[Assignment] Every entry must appear in the output exactly as it does here.
(Records for this task)
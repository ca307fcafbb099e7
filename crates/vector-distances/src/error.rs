//! Error types for the distance functions.

use thiserror::Error;

/// A `Result` whose error is a [`DistanceError`].
pub type Result<T> = core::result::Result<T, DistanceError>;

/// Errors returned by the distance functions.
///
/// Numeric edge cases, e.g. the cosine distance to a zero vector, are not
/// errors. They come back as `NaN` or infinite values.
#[derive(Debug, Error, Clone, Copy, PartialEq, Eq)]
pub enum DistanceError {
    /// The two vectors do not have the same number of dimensions.
    #[error("first vector has length {first}, second has length {second}")]
    DimensionMismatch {
        /// Length of the first vector.
        first: usize,
        /// Length of the second vector.
        second: usize,
    },
}

impl DistanceError {
    /// Returns the lengths of the first and second vectors.
    #[must_use]
    pub const fn lengths(&self) -> (usize, usize) {
        match *self {
            Self::DimensionMismatch { first, second } => (first, second),
        }
    }
}

/// Errors from parsing a [`Metric`](crate::Metric) out of a string.
#[derive(Debug, Error, Clone, PartialEq, Eq)]
pub enum ParseMetricError {
    /// The name does not match any known metric.
    #[error("unknown metric: {0}")]
    Unknown(String),

    /// The exponent given for the Minkowski metric is not a number.
    #[error("invalid minkowski exponent: {0}")]
    Exponent(String),
}
//! Unified error handling with Sentry integration.
//!
//! Provides a unified `AppError` type that captures server errors to Sentry
//! before responding to the client. Route handlers return `Result<T, AppError>`.

use axum::{
    http::StatusCode,
    response::{IntoResponse, Response},
};
use thiserror::Error;

use tidi_core::selection::SelectionError;

use crate::db::RepositoryError;
use crate::services::{AuthError, WorkspaceError};

/// Application-level error type.
#[derive(Debug, Error)]
pub enum AppError {
    /// Database operation failed.
    #[error("Database error: {0}")]
    Database(#[from] RepositoryError),

    /// Workspace operation failed.
    #[error("Workspace error: {0}")]
    Workspace(#[from] WorkspaceError),

    /// Authentication operation failed.
    #[error("Auth error: {0}")]
    Auth(#[from] AuthError),

    /// Selection could not be totalled or encoded.
    #[error("Selection error: {0}")]
    Selection(#[from] SelectionError),

    /// Session store failure.
    #[error("Session error: {0}")]
    Session(#[from] tower_sessions::session::Error),

    /// Resource not found.
    #[error("Not found: {0}")]
    NotFound(String),

    /// User is not authenticated.
    #[error("Unauthorized: {0}")]
    Unauthorized(String),

    /// Bad request from client.
    #[error("Bad request: {0}")]
    BadRequest(String),

    /// Internal server error.
    #[error("Internal error: {0}")]
    Internal(String),
}

impl AppError {
    const fn is_server_error(&self) -> bool {
        match self {
            Self::Database(_) | Self::Session(_) | Self::Internal(_) => true,
            Self::Selection(err) => matches!(err, SelectionError::Serialize(_)),
            Self::Workspace(err) => matches!(err, WorkspaceError::Repository(_)),
            Self::Auth(err) => matches!(
                err,
                AuthError::Repository(_) | AuthError::PasswordHash | AuthError::Delivery(_)
            ),
            Self::NotFound(_) | Self::Unauthorized(_) | Self::BadRequest(_) => false,
        }
    }

    fn status(&self) -> StatusCode {
        if self.is_server_error() {
            return StatusCode::INTERNAL_SERVER_ERROR;
        }
        match self {
            Self::Workspace(WorkspaceError::NotFound) | Self::NotFound(_) => StatusCode::NOT_FOUND,
            Self::Workspace(WorkspaceError::SlugTaken) => StatusCode::CONFLICT,
            Self::Auth(AuthError::InvalidCredentials | AuthError::InvalidCode)
            | Self::Unauthorized(_) => StatusCode::UNAUTHORIZED,
            _ => StatusCode::BAD_REQUEST,
        }
    }

    /// Message safe to show to the user.
    #[must_use]
    pub fn public_message(&self) -> String {
        if self.is_server_error() {
            return "There was a problem with your request.".to_string();
        }
        match self {
            Self::Workspace(err) => err.to_string(),
            Self::Selection(err) => err.to_string(),
            Self::Auth(AuthError::InvalidCredentials) => "Invalid email or password".to_string(),
            Self::Auth(AuthError::InvalidCode) => "Invalid or expired code".to_string(),
            Self::Auth(AuthError::InvalidEmail(_)) => "Invalid email address".to_string(),
            Self::Auth(AuthError::WeakPassword(msg)) => msg.clone(),
            _ => self.to_string(),
        }
    }
}

impl IntoResponse for AppError {
    fn into_response(self) -> Response {
        if self.is_server_error() {
            let event_id = sentry::capture_error(&self);
            tracing::error!(
                error = %self,
                sentry_event_id = %event_id,
                "Request error"
            );
        }

        (self.status(), self.public_message()).into_response()
    }
}

/// Result type alias for `AppError`.
pub type Result<T> = std::result::Result<T, AppError>;

/// Set the Sentry user context after sign-in.
pub fn set_sentry_user(user_id: &impl ToString, email: Option<&str>) {
    sentry::configure_scope(|scope| {
        scope.set_user(Some(sentry::User {
            id: Some(user_id.to_string()),
            email: email.map(String::from),
            ..Default::default()
        }));
    });
}

/// Clear the Sentry user context on sign-out.
pub fn clear_sentry_user() {
    sentry::configure_scope(|scope| {
        scope.set_user(None);
    });
}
(End Records for this task)
[Solved exercise]
repository ca307fcafbb099e7
filename crates/vector-distances/src/error.rs
//! Error types for the distance functions.

use thiserror::Error;

/// A `Result` whose error is a [`DistanceError`].
pub type Result<T> = core::result::Result<T, DistanceError>;

/// Errors returned by the distance functions.
///
/// Numeric edge cases, e.g. the cosine distance to a zero vector, are not
/// errors. They come back as `NaN` or infinite values.
#[derive(Debug, Error, Clone, Copy, PartialEq, Eq)]
pub enum DistanceError {
    /// The two vectors do not have the same number of dimensions.
    #[error("first vector has length {first}, second has length {second}")]
    DimensionMismatch {
        /// Length of the first vector.
        first: usize,
        /// Length of the second vector.
        second: usize,
    },
}

impl DistanceError {
    /// Returns the lengths of the first and second vectors.
    #[must_use]
    pub const fn lengths(&self) -> (usize, usize) {
        match *self {
            Self::DimensionMismatch { first, second } => (first, second),
        }
    }
}

/// Errors from parsing a [`Metric`](crate::Metric) out of a string.
#[derive(Debug, Error, Clone, PartialEq, Eq)]
pub enum ParseMetricError {
    /// The name does not match any known metric.
    #[error("unknown metric: {0}")]
    Unknown(String),

    /// The exponent given for the Minkowski metric is not a number.
    #[error("invalid minkowski exponent: {0}")]
    Exponent(String),
}
//! Unified error handling with Sentry integration.
//!
//! Provides a unified `AppError` type that captures server errors to Sentry
//! before responding to the client. Route handlers return `Result<T, AppError>`.

use axum::{
    http::StatusCode,
    response::{IntoResponse, Response},
};
use thiserror::Error;

use tidi_core::selection::SelectionError;

use crate::db::RepositoryError;
use crate::services::{AuthError, WorkspaceError};

/// Application-level error type.
#[derive(Debug, Error)]
pub enum AppError {
    /// Database operation failed.
    #[error("Database error: {0}")]
    Database(#[from] RepositoryError),

    /// Workspace operation failed.
    #[error("Workspace error: {0}")]
    Workspace(#[from] WorkspaceError),

    /// Authentication operation failed.
    #[error("Auth error: {0}")]
    Auth(#[from] AuthError),

    /// Selection could not be totalled or encoded.
    #[error("Selection error: {0}")]
    Selection(#[from] SelectionError),

    /// Session store failure.
    #[error("Session error: {0}")]
    Session(#[from] tower_sessions::session::Error),

    /// Resource not found.
    #[error("Not found: {0}")]
    NotFound(String),

    /// User is not authenticated.
    #[error("Unauthorized: {0}")]
    Unauthorized(String),

    /// Bad request from client.
    #[error("Bad request: {0}")]
    BadRequest(String),

    /// Internal server error.
    #[error("Internal error: {0}")]
    Internal(String),
}

impl AppError {
    const fn is_server_error(&self) -> bool {
        match self {
            Self::Database(_) | Self::Session(_) | Self::Internal(_) => true,
            Self::Selection(err) => matches!(err, SelectionError::Serialize(_)),
            Self::Workspace(err) => matches!(err, WorkspaceError::Repository(_)),
            Self::Auth(err) => matches!(
                err,
                AuthError::Repository(_) | AuthError::PasswordHash | AuthError::Delivery(_)
            ),
            Self::NotFound(_) | Self::Unauthorized(_) | Self::BadRequest(_) => false,
        }
    }

    fn status(&self) -> StatusCode {
        if self.is_server_error() {
            return StatusCode::INTERNAL_SERVER_ERROR;
        }
        match self {
            Self::Workspace(WorkspaceError::NotFound) | Self::NotFound(_) => StatusCode::NOT_FOUND,
            Self::Workspace(WorkspaceError::SlugTaken) => StatusCode::CONFLICT,
            Self::Auth(AuthError::InvalidCredentials | AuthError::InvalidCode)
            | Self::Unauthorized(_) => StatusCode::UNAUTHORIZED,
            _ => StatusCode::BAD_REQUEST,
        }
    }

    /// Message safe to show to the user.
    #[must_use]
    pub fn public_message(&self) -> String {
        if self.is_server_error() {
            return "There was a problem with your request.".to_string();
        }
        match self {
            Self::Workspace(err) => err.to_string(),
            Self::Selection(err) => err.to_string(),
            Self::Auth(AuthError::InvalidCredentials) => "Invalid email or password".to_string(),
            Self::Auth(AuthError::InvalidCode) => "Invalid or expired code".to_string(),
            Self::Auth(AuthError::InvalidEmail(_)) => "Invalid email address".to_string(),
            Self::Auth(AuthError::WeakPassword(msg)) => msg.clone(),
            _ => self.to_string(),
        }
    }
}

impl IntoResponse for AppError {
    fn into_response(self) -> Response {
        if self.is_server_error() {
            let event_id = sentry::capture_error(&self);
            tracing::error!(
                error = %self,
                sentry_event_id = %event_id,
                "Request error"
            );
        }

        (self.status(), self.public_message()).into_response()
    }
}

/// Result type alias for `AppError`.
pub type Result<T> = std::result::Result<T, AppError>;

/// Set the Sentry user context after sign-in.
pub fn set_sentry_user(user_id: &impl ToString, email: Option<&str>) {
    sentry::configure_scope(|scope| {
        scope.set_user(Some(sentry::User {
            id: Some(user_id.to_string()),
            email: email.map(String::from),
            ..Default::default()
        }));
    });
}

/// Clear the Sentry user context on sign-out.
pub fn clear_sentry_user() {
    sentry::configure_scope(|scope| {
        scope.set_user(None);
    });
}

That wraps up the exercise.